↓↓↓

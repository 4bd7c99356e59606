//! Token 的序列化快照
//!
//! 在序列化边界把 `Option` 位置字段还原成文档规定的 `-1` 哨兵值，
//! 供外部工具读取。

use serde::{Deserialize, Serialize};

use super::{sentinel, Token};

/// 可序列化的 token 快照
#[derive(Debug, Clone, PartialEq, Eq, Serialize, Deserialize)]
pub struct TokenRecord {
    pub index: i64,
    pub start: i64,
    pub stop: i64,
    pub text: Option<String>,
    pub token_type: i32,
    pub channel: i32,
    pub line: usize,
    pub column: i64,
}

impl TokenRecord {
    /// 读取 token 当前状态（会解析惰性文本）
    pub fn from_token<T: Token + ?Sized>(token: &T) -> Self {
        Self {
            index: sentinel(token.token_index()),
            start: sentinel(token.start()),
            stop: sentinel(token.stop()),
            text: token.text().map(|text| text.into_owned()),
            token_type: token.token_type(),
            channel: token.channel(),
            line: token.line(),
            column: sentinel(token.column()),
        }
    }
}
//! Tokrt CLI - Command line interface
//!
//! 对源文件做词法分析，按规范格式逐行输出 token（或输出 JSON 记录）

use std::io::{self, Write};
use std::path::PathBuf;
use std::process;
use std::sync::Arc;

use clap::Parser;
use tokrt_core::{
    CommonToken, Config, InputStream, SimpleLexer, StreamError, TokenError, TokenRecord,
};
use tracing::{debug, info};

mod config;
mod logging;

use crate::config::{ConfigError, LogConfig};
use crate::logging::{LogFormat, LoggingError};

#[derive(Parser)]
#[command(
    name = "tokrt",
    about = "Tokrt - dump the token stream of a source file",
    version
)]
struct Cli {
    /// Source file to tokenize
    #[arg(value_name = "INPUT")]
    input: PathBuf,

    /// Configuration file (JSON)
    #[arg(long, value_name = "CONFIG")]
    config: Option<PathBuf>,

    /// Print JSON records instead of the canonical token rendering
    #[arg(long)]
    json: bool,

    /// Log level: silent, error, warn, info, debug, trace
    #[arg(long, default_value = "warn")]
    log_level: String,

    /// Per-phase log level, e.g. `--log lexer=debug` (phases: stream, lexer, token)
    #[arg(long = "log", value_name = "PHASE=LEVEL")]
    log_overrides: Vec<String>,

    /// Log output format
    #[arg(long, value_enum, default_value_t = LogFormat::Compact)]
    log_format: LogFormat,

    /// Also append logs to this file
    #[arg(long, value_name = "PATH")]
    log_file: Option<PathBuf>,
}

/// CLI 错误
#[derive(Debug, thiserror::Error)]
enum CliError {
    #[error(transparent)]
    Config(#[from] ConfigError),

    #[error(transparent)]
    Logging(#[from] LoggingError),

    #[error(transparent)]
    Stream(#[from] StreamError),

    #[error(transparent)]
    Token(#[from] TokenError),

    #[error("输出失败: {0}")]
    Io(#[from] io::Error),

    #[error("JSON 序列化失败: {0}")]
    Json(#[from] serde_json::Error),
}

fn main() {
    let cli = Cli::parse();

    if let Err(e) = run(&cli) {
        eprintln!("Error: {}", e);
        process::exit(1);
    }
}

fn run(cli: &Cli) -> Result<(), CliError> {
    let log_config = build_log_config(&cli.log_level, &cli.log_overrides)?;
    logging::init_with_file(&log_config, cli.log_format, cli.log_file.as_deref())?;

    let stdout = io::stdout();
    let mut out = stdout.lock();
    dump(cli, &mut out)
}

/// 加载配置与输入，把 token 写入 `out`
fn dump<W: Write>(cli: &Cli, out: &mut W) -> Result<(), CliError> {
    let config = match &cli.config {
        Some(path) => config::load(path)?,
        None => Config::default(),
    };
    debug!(target: "tokrt::cli", ?config, "Loaded configuration");

    let input = Arc::new(InputStream::from_path(&cli.input)?);
    let tokens = collect_tokens(input, &config)?;
    info!(
        target: "tokrt::cli",
        input = %cli.input.display(),
        count = tokens.len(),
        "Tokenized input"
    );

    if cli.json {
        let records: Vec<TokenRecord> = tokens.iter().map(TokenRecord::from_token).collect();
        serde_json::to_writer_pretty(&mut *out, &records)?;
        writeln!(out)?;
    } else {
        for token in &tokens {
            writeln!(out, "{}", token)?;
        }
    }
    Ok(())
}

/// Build log configuration from command line options
fn build_log_config(level: &str, overrides: &[String]) -> Result<LogConfig, ConfigError> {
    let global =
        config::parse_log_level(level).ok_or_else(|| ConfigError::InvalidLevel(level.to_string()))?;
    let mut log_config = LogConfig {
        global,
        ..Default::default()
    };
    for spec in overrides {
        log_config.apply_override(spec)?;
    }
    Ok(log_config)
}

/// 词法分析全部输入，并按产生顺序赋值 token index
fn collect_tokens(input: Arc<InputStream>, config: &Config) -> Result<Vec<CommonToken>, TokenError> {
    SimpleLexer::with_config(input, config)
        .enumerate()
        .map(|(index, mut token)| {
            token.set_token_index(index)?;
            Ok(token)
        })
        .collect()
}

↑↑↑

*What is being asked*
Report each line of the data in which "text" occurs.

*Task output*
    pub text: Option<String>,
            text: token.text().map(|text| text.into_owned()),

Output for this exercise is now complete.